The original generalized component mode synthesis formulation does not enforce the orthogonality condition, Eq. (36), during simulation, i.e., \(\boldsymbol{Q}_{\mathrm{r}}^{\mathrm{}}+ \boldsymbol{I}\) is in general not orthogonal, and \(\boldsymbol{q}_{ \mathrm{r}}^{\mathrm{}}\) may also contain stretch and shear deformations, see Appendix A. Hence, the proper global flexible nodal displacement \(\boldsymbol{c}_{\mathrm{flx}}^{ \mathrm{}}\), with contributions from \(\boldsymbol{q}_{\mathrm{r}}^{ \mathrm{}}\) and \(\boldsymbol{q}_{\mathrm{f}}^{\mathrm{}}\), reads
$$\begin{aligned} \boldsymbol{c}_{\mathrm{flx}}^{\mathrm{}} &= \boldsymbol{\varPhi }_{ \mathrm{r}}^{\mathrm{}} \bigl( \boldsymbol{q}_{\mathrm{r}}^{ \mathrm{}} - \boldsymbol{q}_{\mathrm{r}}^{\mathrm{*}} \bigr) + \boldsymbol{\varPhi }_{\mathrm{f}}^{\mathrm{}} \boldsymbol{q}_{ \mathrm{f}}^{\mathrm{}} \end{aligned}$$
(39)
$$\begin{aligned} &\stackrel{{\mathrm{\text{(35)}}}}{=} \boldsymbol{\varPhi } \boldsymbol{q}_{\mathrm{flx}}^{\mathrm{}} , \end{aligned}$$
(40)
and is related to the local flexible FE nodal displacements via
$$ \boldsymbol{c}_{\mathrm{flx}}^{\mathrm{}}= \boldsymbol{A}_{\mathrm{bd}} ^{\mathrm{}} \boldsymbol{ \overline{c}}_{\mathrm{flx}}^{\mathrm{}} , $$
(41)
as may be seen from Fig. 1. Therefore, from Eq. (40) and Eq. (41),
$$ \boldsymbol{\overline{c}}_{\mathrm{flx}}^{\mathrm{}} = \boldsymbol{A} _{\mathrm{bd}}^{\mathrm{T}} \boldsymbol{\varPhi } \boldsymbol{q}_{ \mathrm{flx}}^{\mathrm{}} = \boldsymbol{\varPhi } \boldsymbol{\widehat{A}}_{\mathrm{bd}}^{\mathrm{T}} \boldsymbol{q} _{\mathrm{flx}}^{\mathrm{}} , $$
(42)
since
$$ \boldsymbol{A}_{\mathrm{bd}}^{\mathrm{T}} \boldsymbol{A}_{\mathrm{bd}} ^{\mathrm{}} = \boldsymbol{I}_{\mathrm{bd}}^{\mathrm{}} \quad \text{and} \quad \boldsymbol{A}_{\mathrm{bd}}^{\mathrm{T}} \boldsymbol{\varPhi }=\boldsymbol{\varPhi } \boldsymbol{\widehat{A}} _{\mathrm{bd}}^{\mathrm{T}} \,. $$
(43)
The matrices in Eq. (43) commute,2 since the reduction matrix \(\boldsymbol{\varPhi }\) consists of blocks that are multiples of the \(3 \times 3\) identity matrix, see Sect. 2.1.

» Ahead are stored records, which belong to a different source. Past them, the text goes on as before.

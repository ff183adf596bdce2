use std::collections::BTreeMap;

use serde::{Deserialize, Serialize};
use serde_json::Value;

/// URL of an empty tab.
pub const BLANK_URL: &str = "about:blank";
/// URL of the welcome page shown on first launch.
pub const WELCOME_URL: &str = "about:welcome";

/// Well-known metadata keys. Anything else is accepted and carried as-is.
pub mod meta_keys {
    pub const CATEGORY: &str = "category";
    pub const AI_ANALYZED: &str = "aiAnalyzed";
    pub const BOOKMARKED: &str = "bookmarked";
    pub const LOADING: &str = "loading";
    pub const SUMMARY: &str = "summary";
}

/// A logical browsing unit shown as a bubble in the workspace.
#[derive(Debug, Clone, Serialize, Deserialize, PartialEq)]
#[serde(rename_all = "camelCase")]
pub struct Tab {
    pub id: String,
    pub url: String,
    pub title: String,
    pub created_at: i64,
    pub position: Position,
    #[serde(default)]
    pub metadata: TabMetadata,
}

/// Position of a tab bubble inside the workspace, in pixels.
#[derive(Debug, Clone, Copy, Serialize, Deserialize, Default, PartialEq)]
pub struct Position {
    pub x: f64,
    pub y: f64,
}

impl Position {
    pub fn new(x: f64, y: f64) -> Self {
        Self { x, y }
    }
}

/// Open attribute map attached to a tab.
///
/// A missing key reads as "unknown" (or `false` for flags), never as an error.
#[derive(Debug, Clone, Serialize, Deserialize, Default, PartialEq)]
#[serde(transparent)]
pub struct TabMetadata(BTreeMap<String, Value>);

impl TabMetadata {
    pub fn new() -> Self {
        Self::default()
    }

    pub fn get(&self, key: &str) -> Option<&Value> {
        self.0.get(key)
    }

    /// Reads a boolean flag; absent or non-boolean values are `false`.
    pub fn flag(&self, key: &str) -> bool {
        self.0.get(key).and_then(Value::as_bool).unwrap_or(false)
    }

    pub fn get_str(&self, key: &str) -> Option<&str> {
        self.0.get(key).and_then(Value::as_str)
    }

    /// Merges `patch` into the map. A `null` value removes the key.
    pub fn apply(&mut self, patch: MetadataPatch) {
        for (key, value) in patch.0 {
            if value.is_null() {
                self.0.remove(&key);
            } else {
                self.0.insert(key, value);
            }
        }
    }

    pub fn len(&self) -> usize {
        self.0.len()
    }

    pub fn is_empty(&self) -> bool {
        self.0.is_empty()
    }
}

/// A set of metadata changes applied through the tab store.
#[derive(Debug, Clone, Serialize, Deserialize, Default, PartialEq)]
#[serde(transparent)]
pub struct MetadataPatch(BTreeMap<String, Value>);

impl MetadataPatch {
    pub fn new() -> Self {
        Self::default()
    }

    pub fn set(mut self, key: &str, value: impl Into<Value>) -> Self {
        self.0.insert(key.to_string(), value.into());
        self
    }

    pub fn remove(mut self, key: &str) -> Self {
        self.0.insert(key.to_string(), Value::Null);
        self
    }

    pub fn is_empty(&self) -> bool {
        self.0.is_empty()
    }
}

impl From<serde_json::Map<String, Value>> for MetadataPatch {
    fn from(map: serde_json::Map<String, Value>) -> Self {
        Self(map.into_iter().collect())
    }
}
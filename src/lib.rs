//! Host side driver of LoRa 2.4GHz concentrator boards connected over a serial link.
//!
//! The crate is split in layers:
//!
//! - [`transport`] opens the serial device
//! - [`mcu::codec`] frames requests and acknowledgements
//! - [`mcu::command`] encodes and decodes every command of the MCU
//! - [`mcu::Mcu`] runs request/acknowledgement exchanges
//! - [`hal::Concentrator`] is the session applications drive
//!
//! [`hal::airtime`] estimates the time on air of a packet without any hardware.

pub mod config;
pub mod error;
pub mod hal;
pub mod mcu;
pub mod transport;

#[cfg(test)]
pub(crate) mod mock;

pub use error::{Error, Result};
pub use hal::Concentrator;

// reexport heapless
pub use heapless;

Substituting Eqs. (22), (34) and (42) into Eqs. (31) to (33) yields the strain and kinetic energy, as well as the work done by applied nodal forces in terms of the generalized coordinates, i.e.,
$$\begin{aligned} V &=\frac{1}{2} \bigl(\boldsymbol{q}- \boldsymbol{q}_{\mathrm{rig}}^{ \mathrm{}}\bigr)^{\mathrm{T}} \boldsymbol{\widehat{A}}_{\mathrm{bd}}^{ \mathrm{}} \boldsymbol{\varPhi }_{\mathrm{}}^{\mathrm{T}} \boldsymbol{K} \boldsymbol{\varPhi } \boldsymbol{\widehat{A}}_{ \mathrm{bd}}^{\mathrm{T}} \bigl(\boldsymbol{q}- \boldsymbol{q}_{ \mathrm{rig}}^{\mathrm{}}\bigr) , \end{aligned}$$
(44)
$$\begin{aligned} T &=\frac{1}{2} \dot{\boldsymbol{q}}^{\mathrm{T}} \boldsymbol{\varPhi }_{\mathrm{}}^{\mathrm{T}} \boldsymbol{M}_{ \mathrm{}}^{\mathrm{}} \boldsymbol{\varPhi } \dot{\boldsymbol{q}} , \end{aligned}$$
(45)
$$\begin{aligned} W &=\boldsymbol{q}_{\mathrm{}}^{\mathrm{T}} \boldsymbol{\varPhi }_{ \mathrm{}}^{\mathrm{T}} \boldsymbol{f} . \end{aligned}$$
(46)
The equations of motion are then obtained by combining Eqs. (22), (29), (30), (35), as well as Eqs. (44) to (46), and carrying out differentiation with respect to \(\boldsymbol{q}\), \(\dot{\boldsymbol{q}}\) and \(t\); the individual contributions read
$$\begin{aligned} \frac{\mathrm{d}}{\mathrm{d} t} \frac{\partial T}{\partial \dot{\boldsymbol{q}}^{\mathrm{T}}} &= \boldsymbol{ \widehat{M}} \ddot{\boldsymbol{q}} , \end{aligned}$$
(47)
$$\begin{aligned} \frac{\partial V}{\partial \boldsymbol{q}_{\mathrm{}}^{\mathrm{T}}} &= \boldsymbol{ \widehat{A}}_{\mathrm{bd}}^{\mathrm{}} \boldsymbol{\widehat{K}} \boldsymbol{\widehat{A}}_{\mathrm{bd}}^{ \mathrm{T}} \boldsymbol{q}_{\mathrm{flx}}^{\mathrm{}} + \boldsymbol{q}_{\mathrm{flx}}^{\mathrm{T}} \boldsymbol{\widehat{A}} _{\mathrm{bd}}^{\mathrm{}} \boldsymbol{\widehat{K}} \, \biggl( \frac{ \partial \boldsymbol{\widehat{A}}_{\mathrm{bd}}^{\mathrm{T}}}{\partial \boldsymbol{q}_{\mathrm{}}^{\mathrm{T}}} \boldsymbol{q}_{\mathrm{flx}} ^{\mathrm{}} \biggr) - \end{aligned}$$
(48)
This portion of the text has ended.